Is that what Paul Schrader meant when he said, in the Times article, “The American market is just tapped out”?
Pope: The types of movie Schrader was known for in the 70s and 80s wouldn’t get financed by the studios. Dramas or character pieces – those movies are nearly extinct at the studio level today. There’s been a transition toward spectacle movies with budgets of $100 million-plus, Michael Bay and superhero movies, heavy CG movies. Lionsgate is looking for big franchise properties that will generate huge revenue, mass-market films. And typically the movies I put together tend to be smaller, with filmmakers like Schrader or Gaspar Noé.

So how are your snobby Hollywood peers reacting to your crowd funding and self-funding a movie?

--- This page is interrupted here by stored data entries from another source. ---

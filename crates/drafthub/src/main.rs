//! # Drafthub CLI
//!
//! The binary is intentionally thin: the CLI lives in `src/cli/`, and this file
//! only starts the runtime, invokes `cli::run()` and handles process termination.
//!
//! ## Workspace Structure
//!
//! - `crates/drafthubapp/`: core library, UI agnostic
//! - `crates/drafthub/`: this CLI, a client of the library
//!
//! ## Layering
//!
//! ```text
//! ┌─────────────────────────────────────────────────────────────┐
//! │  CLI Layer (crates/drafthub/src/cli/)                       │
//! │  - clap argument parsing (setup.rs)                         │
//! │  - Context wiring and dispatch (commands.rs)                │
//! │  - Terminal rendering (render.rs, styles.rs)                │
//! │  - Log subscriber (logging.rs)                              │
//! └─────────────────────────────────────────────────────────────┘
//!                              │
//!                              ▼
//! ┌─────────────────────────────────────────────────────────────┐
//! │  API Layer (crates/drafthubapp/src/api.rs)                  │
//! └─────────────────────────────────────────────────────────────┘
//! ```
//!
//! Everything from `api.rs` inward returns plain Rust values. The CLI owns
//! argument parsing, rendering, stdout/stderr and the exit code.
//!
//! ## Testing Approach
//!
//! - Rendering is tested with canned drafts and messages (`render.rs`).
//! - Argument parsing is tested with `Cli::try_parse_from` (`setup.rs`).
//! - `tests/cli_e2e.rs` drives the real binary against a temp data directory.

mod cli;

#[tokio::main]
async fn main() {
    if let Err(e) = cli::run().await {
        eprintln!("Error: {}", e);
        std::process::exit(1);
    }
}
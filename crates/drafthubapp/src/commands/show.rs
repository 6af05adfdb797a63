use crate::commands::CmdResult;
use crate::error::{DrafthubError, Result};
use crate::remote::{ContentApi, FileSource};

/// Fetch a Markdown file as raw text. Rendering is left to the caller.
pub async fn run<R: ContentApi>(
    remote: &R,
    source: &FileSource,
    token: Option<&str>,
) -> Result<CmdResult> {
    let markdown = remote
        .fetch_raw(source, token)
        .await
        .map_err(|failure| DrafthubError::RemoteReadFailure {
            path: format!("{}/{}/{}", source.owner, source.repo, source.path),
            status: failure.status,
            message: failure.message,
        })?;
    Ok(CmdResult::default().with_markdown(markdown))
}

Pope: Hollywood’s not necessarily the most supportive community. There is a lot of schadenfreude and a lot of snark. So there was some trepidation because we didn’t want to be perceived as not being able to get our project made so we had to go beg for donations. But among the writers and directors and artists and musicians I hang out with there has been no contempt whatsoever; they all get it. Ultimately Kickstarter as “production 2.0” has been incredibly important to independent filmmakers. There is no stigma when you see Kickstarter-funded films going to Sundance. Kickstarter also creates a community of people interested in what you’re doing, and the community that’s created is important.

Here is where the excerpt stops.